- _WHAT NEEDS TO BE DONE_
Find the word "struct" in the listing. Copy out each line where it occurs.

BEGIN

//! # Fact Store
//!
//! The append-only quad log for Reify CORE.
//!
//! This module implements the `FactStore` trait. Every accepted quad gets a
//! position in the log; positions are dense, start at zero and never change.
//! A position doubles as a logical timestamp: readers pass a `horizon` and see
//! only the quads stored before it.
//!
//! All indices use `BTreeMap` for deterministic ordering.
//! No `HashMap` allowed.

use crate::pattern::{Pattern, Slot};
use crate::{Quad, QuadId, Term};
use std::collections::BTreeMap;

// =============================================================================
// FACTSTORE TRAIT
// =============================================================================

/// The FactStore trait defines the storage operations the matcher needs.
///
/// Quads are never removed or mutated. `insert` of an identical quad is a
/// no-op.
pub trait FactStore {
    /// Append a quad. Returns its position, or `None` if it was already stored.
    fn insert(&mut self, quad: Quad) -> Option<usize>;

    /// Position of a stored quad.
    fn position(&self, id: QuadId) -> Option<usize>;

    /// The quad stored at a position.
    fn at(&self, position: usize) -> Option<&Quad>;

    /// Number of stored quads.
    fn len(&self) -> usize;

    /// Quads below `horizon` whose terms equal every constant slot of the
    /// pattern, in insertion order.
    ///
    /// Variables are not checked; the caller unifies.
    fn candidates<'a>(
        &'a self,
        pattern: &Pattern,
        horizon: usize,
    ) -> Box<dyn Iterator<Item = &'a Quad> + 'a>;

    fn is_empty(&self) -> bool {
        self.len() == 0
    }

    fn contains(&self, id: QuadId) -> bool {
        self.position(id).is_some()
    }

    fn get(&self, id: QuadId) -> Option<&Quad> {
        self.position(id).and_then(|position| self.at(position))
    }
}

// =============================================================================
// QUADSTORE IMPLEMENTATION
// =============================================================================

type Postings = Vec<usize>;

/// In-memory quad log with single-slot and pair indices.
///
/// Posting lists hold log positions in ascending order, so a horizon cut is
/// a binary search.
#[derive(Debug, Clone, Default)]
pub struct QuadStore {
    /// Insertion-ordered log.
    log: Vec<Quad>,

    /// Identity -> position.
    positions: BTreeMap<QuadId, usize>,

    by_entity: BTreeMap<Term, Postings>,
    by_attribute: BTreeMap<Term, Postings>,
    by_value: BTreeMap<Term, Postings>,
    by_context: BTreeMap<Term, Postings>,
    by_entity_attribute: BTreeMap<(Term, Term), Postings>,
    by_attribute_value: BTreeMap<(Term, Term), Postings>,
}

impl QuadStore {
    /// Create a new empty store.
    #[must_use]
    pub fn new() -> Self {
        Self::default()
    }

    /// All quads in insertion order.
    pub fn quads(&self) -> impl Iterator<Item = &Quad> {
        self.log.iter()
    }

    /// Number of distinct entities.
    #[must_use]
    pub fn entity_count(&self) -> usize {
        self.by_entity.len()
    }

    /// Number of distinct attributes.
    #[must_use]
    pub fn attribute_count(&self) -> usize {
        self.by_attribute.len()
    }

    /// Number of distinct contexts.
    #[must_use]
    pub fn context_count(&self) -> usize {
        self.by_context.len()
    }

    /// Order-independent checksum of the stored set.
    ///
    /// Hashes quad identities in identity order, so two stores holding the
    /// same quads agree regardless of insertion order.
    #[must_use]
    pub fn checksum(&self) -> String {
        let mut hasher = blake3::Hasher::new();
        for id in self.positions.keys() {
            hasher.update(&id.to_bytes());
        }
        hasher.finalize().to_hex().to_string()
    }

    /// Shortest posting list over the constant slots, or `None` for a full scan.
    fn postings(&self, pattern: &Pattern) -> Option<&[usize]> {
        let [entity, attribute, value, context] = pattern.slots().map(Slot::as_constant);
        let mut lists: Vec<&[usize]> = Vec::with_capacity(6);

        if let Some(e) = entity {
            lists.push(lookup(&self.by_entity, e));
        }
        if let Some(a) = attribute {
            lists.push(lookup(&self.by_attribute, a));
        }
        if let Some(v) = value {
            lists.push(lookup(&self.by_value, v));
        }
        if let Some(c) = context {
            lists.push(lookup(&self.by_context, c));
        }
        if let (Some(e), Some(a)) = (entity, attribute) {
            lists.push(lookup(&self.by_entity_attribute, &(e.clone(), a.clone())));
        }
        if let (Some(a), Some(v)) = (attribute, value) {
            lists.push(lookup(&self.by_attribute_value, &(a.clone(), v.clone())));
        }

        lists.into_iter().min_by_key(|list| list.len())
    }
}

fn lookup<'a, K: Ord>(index: &'a BTreeMap<K, Postings>, key: &K) -> &'a [usize] {
    index.get(key).map(Vec::as_slice).unwrap_or_default()
}

fn post<K: Ord>(index: &mut BTreeMap<K, Postings>, key: K, position: usize) {
    index.entry(key).or_default().push(position);
}

impl FactStore for QuadStore {
    fn insert(&mut self, quad: Quad) -> Option<usize> {
        if self.positions.contains_key(&quad.id()) {
            return None;
        }

        let position = self.log.len();
        self.positions.insert(quad.id(), position);

        let [e, a, v, c] = quad.terms().map(Term::clone);
        post(&mut self.by_entity_attribute, (e.clone(), a.clone()), position);
        post(&mut self.by_attribute_value, (a.clone(), v.clone()), position);
        post(&mut self.by_entity, e, position);
        post(&mut self.by_attribute, a, position);
        post(&mut self.by_value, v, position);
        post(&mut self.by_context, c, position);

        self.log.push(quad);
        Some(position)
    }

    fn position(&self, id: QuadId) -> Option<usize> {
        self.positions.get(&id).copied()
    }

    fn at(&self, position: usize) -> Option<&Quad> {
        self.log.get(position)
    }

    fn len(&self) -> usize {
        self.log.len()
    }

    fn candidates<'a>(
        &'a self,
        pattern: &Pattern,
        horizon: usize,
    ) -> Box<dyn Iterator<Item = &'a Quad> + 'a> {
        let filter = pattern.clone();
        match self.postings(pattern) {
            Some(list) => {
                let end = list.partition_point(|&position| position < horizon);
                Box::new(
                    list[..end]
                        .iter()
                        .filter_map(move |&position| self.log.get(position))
                        .filter(move |quad| filter.accepts(quad)),
                )
            }
            None => Box::new(self.log.iter().take(horizon)),
        }
    }
}

// =============================================================================
// TESTS
// =============================================================================
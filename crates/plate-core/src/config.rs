//! 優化器配置

use serde::{Deserialize, Serialize};
use std::time::Duration;

/// 每張印版張數變數的上界
pub const DEFAULT_MAX_SHEETS: u32 = 10_000;

/// 乘積輔助變數（ups × 張數）的上界
pub const DEFAULT_MAX_PRODUCT: u64 = 1_000_000;

/// 貪婪初始解估算 ups 時使用的數量除數
pub const DEFAULT_SEED_QTY_DIVISOR: u64 = 1000;

/// 印版優化配置
#[derive(Debug, Clone, PartialEq, Serialize, Deserialize)]
pub struct OptimizerConfig {
    /// 求解時間上限（牆鐘時間）
    pub time_limit: Duration,

    /// 求解器隨機種子（固定種子與工作者數量時結果可重現）
    pub random_seed: u64,

    /// 搜尋工作者數量
    pub num_workers: usize,

    /// 每張印版張數上界
    pub max_sheets: u32,

    /// 乘積輔助變數上界
    pub max_product: u64,

    /// 貪婪初始解：ups 估算 = QTY / 除數（夾在 [1, upsPerPlate]）
    pub seed_qty_divisor: u64,

    /// 是否將貪婪初始解作為提示交給求解器
    pub use_seed_hints: bool,
}

impl Default for OptimizerConfig {
    fn default() -> Self {
        Self {
            time_limit: Duration::from_secs(500),
            random_seed: 42,
            num_workers: 8,
            max_sheets: DEFAULT_MAX_SHEETS,
            max_product: DEFAULT_MAX_PRODUCT,
            seed_qty_divisor: DEFAULT_SEED_QTY_DIVISOR,
            use_seed_hints: true,
        }
    }
}

impl OptimizerConfig {
    /// 創建預設配置
    pub fn new() -> Self {
        Self::default()
    }

    /// 建構器模式：設置時間上限
    pub fn with_time_limit(mut self, time_limit: Duration) -> Self {
        self.time_limit = time_limit;
        self
    }

    /// 建構器模式：設置隨機種子
    pub fn with_random_seed(mut self, seed: u64) -> Self {
        self.random_seed = seed;
        self
    }

    /// 建構器模式：設置工作者數量（至少 1）
    pub fn with_num_workers(mut self, workers: usize) -> Self {
        self.num_workers = workers.max(1);
        self
    }

    /// 建構器模式：設置張數上界
    pub fn with_max_sheets(mut self, max_sheets: u32) -> Self {
        self.max_sheets = max_sheets;
        self
    }

    /// 建構器模式：設置乘積上界
    pub fn with_max_product(mut self, max_product: u64) -> Self {
        self.max_product = max_product;
        self
    }

    /// 建構器模式：設置貪婪估算除數
    pub fn with_seed_qty_divisor(mut self, divisor: u64) -> Self {
        self.seed_qty_divisor = divisor.max(1);
        self
    }

    /// 建構器模式：是否使用初始解提示
    pub fn with_seed_hints(mut self, enabled: bool) -> Self {
        self.use_seed_hints = enabled;
        self
    }
}
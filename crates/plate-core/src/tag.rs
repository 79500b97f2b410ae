//! 吊牌（SKU）模型

use serde::{Deserialize, Serialize};
use serde_json::Value;
use std::collections::BTreeMap;

/// 吊牌：以顏色/尺寸識別，並帶有需求生產數量
///
/// 除 `COLOR`、`SIZE`、`QTY` 以外的欄位（如 `ITEM_DESCRIPTION`、`ITEM_CODE`、
/// `PRICE`、`RATIO`、`RUN`、`SHEET`）原樣保存在 `extra`，並原樣輸出到結果列。
#[derive(Debug, Clone, PartialEq, Serialize, Deserialize)]
pub struct Tag {
    /// 顏色
    #[serde(rename = "COLOR")]
    pub color: String,

    /// 尺寸
    #[serde(rename = "SIZE")]
    pub size: String,

    /// 需求生產數量
    #[serde(rename = "QTY")]
    pub qty: u64,

    /// 附加欄位（透傳）
    #[serde(flatten)]
    pub extra: BTreeMap<String, Value>,
}

impl Tag {
    /// 創建新的吊牌
    pub fn new(color: impl Into<String>, size: impl Into<String>, qty: u64) -> Self {
        Self {
            color: color.into(),
            size: size.into(),
            qty,
            extra: BTreeMap::new(),
        }
    }

    /// 建構器模式：設置附加欄位
    pub fn with_field(mut self, name: impl Into<String>, value: impl Into<Value>) -> Self {
        self.extra.insert(name.into(), value.into());
        self
    }

    /// 讀取附加欄位
    pub fn field(&self, name: &str) -> Option<&Value> {
        self.extra.get(name)
    }

    /// 吊牌識別鍵（顏色, 尺寸）
    pub fn key(&self) -> (&str, &str) {
        (&self.color, &self.size)
    }
}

END

- _EXERCISE RESPONSE_
pub struct QuadStore {
pub struct OptimizerConfig {
pub struct Tag {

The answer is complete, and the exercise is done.